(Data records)
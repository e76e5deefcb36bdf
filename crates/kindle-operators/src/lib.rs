//! Forest-fire operators for Kindle environments.
//!
//! An agent moves over a lattice of empty, tree, and burning cells,
//! applying effects where it lands (by default it puts fires out). Every
//! `freeze + 1` steps the lattice itself advances one cellular-automaton
//! sweep, with fire spreading according to a 3x3 wind matrix.
//!
//! # Pipeline order (each step)
//!
//! 1. [`Move`]: action to `context.position`
//! 2. [`Modify`]: effects table at `context.position` to grid and `context.hits`
//! 3. [`ForestFireSweep`]: only when `context.freeze == 0`; otherwise the
//!    freeze counter is decremented
//!
//! [`ForestFireCoordinator`] runs the three in that fixed order.

#![forbid(unsafe_code)]
#![deny(missing_docs)]
#![deny(rustdoc::broken_intra_doc_links)]

pub mod context;
pub mod coordinator;
pub mod direction;
pub mod effects;
pub(crate) mod grid_helpers;
pub mod modify;
pub mod movement;
pub mod rules;
pub mod sweep;
pub mod symbols;
pub mod wind;

pub use context::{CaParams, ForestFireContext, ForestFireContextSpace, Position};
pub use coordinator::ForestFireCoordinator;
pub use direction::{ActionTable, ActionTableError, Direction};
pub use effects::Effects;
pub use modify::Modify;
pub use movement::Move;
pub use rules::ForestFireRules;
pub use sweep::ForestFireSweep;
pub use symbols::CellSymbols;
pub use wind::Wind;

● Problem to work on
What is needed is a word-for-word restatement of all the data.

● Exercise answer
repository e76e5deefcb36bdf
filename crates/kindle-operators/src/lib.rs
//! Forest-fire operators for Kindle environments.
//!
//! An agent moves over a lattice of empty, tree, and burning cells,
//! applying effects where it lands (by default it puts fires out). Every
//! `freeze + 1` steps the lattice itself advances one cellular-automaton
//! sweep, with fire spreading according to a 3x3 wind matrix.
//!
//! # Pipeline order (each step)
//!
//! 1. [`Move`]: action to `context.position`
//! 2. [`Modify`]: effects table at `context.position` to grid and `context.hits`
//! 3. [`ForestFireSweep`]: only when `context.freeze == 0`; otherwise the
//!    freeze counter is decremented
//!
//! [`ForestFireCoordinator`] runs the three in that fixed order.

#![forbid(unsafe_code)]
#![deny(missing_docs)]
#![deny(rustdoc::broken_intra_doc_links)]

pub mod context;
pub mod coordinator;
pub mod direction;
pub mod effects;
pub(crate) mod grid_helpers;
pub mod modify;
pub mod movement;
pub mod rules;
pub mod sweep;
pub mod symbols;
pub mod wind;

pub use context::{CaParams, ForestFireContext, ForestFireContextSpace, Position};
pub use coordinator::ForestFireCoordinator;
pub use direction::{ActionTable, ActionTableError, Direction};
pub use effects::Effects;
pub use modify::Modify;
pub use movement::Move;
pub use rules::ForestFireRules;
pub use sweep::ForestFireSweep;
pub use symbols::CellSymbols;
pub use wind::Wind;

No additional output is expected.